Spanish journalist and diplomat

Amadeu Altafaj i Tardio (Barcelona, April 27, 1968) is a journalist. He has been the Representative of the Catalan Government to the European Union as well as Head of Delegation of the Catalan government in Brussels between 2015 and 2017. He was also an alternate member of the European Alliance
group at the European Committee of the Regions.

== Career ==
Altafaj was trained as a journalist and began his career in Brussels as a correspondent for COM Ràdio, El Mundo, and ABC. Altafaj was spokesperson of the European Commission for Development and Humanitarian Aid with commissioner Louis Michel. In March 2010, he became the spokesperson for economic and monetary affairs and the Euro of the European Commission, a position in which he gained notoriety in European circles in parallel to the financial and sovereign debt crisis that affected the Euro zone. Between 2012 and 2014, Altafaj was the Deputy Head of Cabinet of Olli Rehn, vice-president of the European Commission and European Commissioner of Economic and Monetary Affairs and the Euro.

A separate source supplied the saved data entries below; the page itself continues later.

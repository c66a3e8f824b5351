//! Human-readable typed object notation: a recursive-descent parser,
//! a value coercion engine over registered type descriptions, a
//! deduplicating load cache with reference resolution, a text writer,
//! and property bindings between loaded objects.

pub mod store;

On December 23, 2014, the Executive Council of the Catalan Government created the post of Permanent Representative of the Catalan Government to the EU, with a rank of director general (the title was successfully challenged by the Spanish authorities). Altafaj held the position of Head of the Delegation in Brussels and Representative of the Catalan Government to the EU from January 14, 2015 until October 27, 2017, when he was dismissed from his role by the Spanish Government, together with the whole Government of the region and several senior officials, a decision based on article 155 of the Spanish Constitution.

In 2018, Altafaj resumed his professional career in communication and EU affairs in Brussels.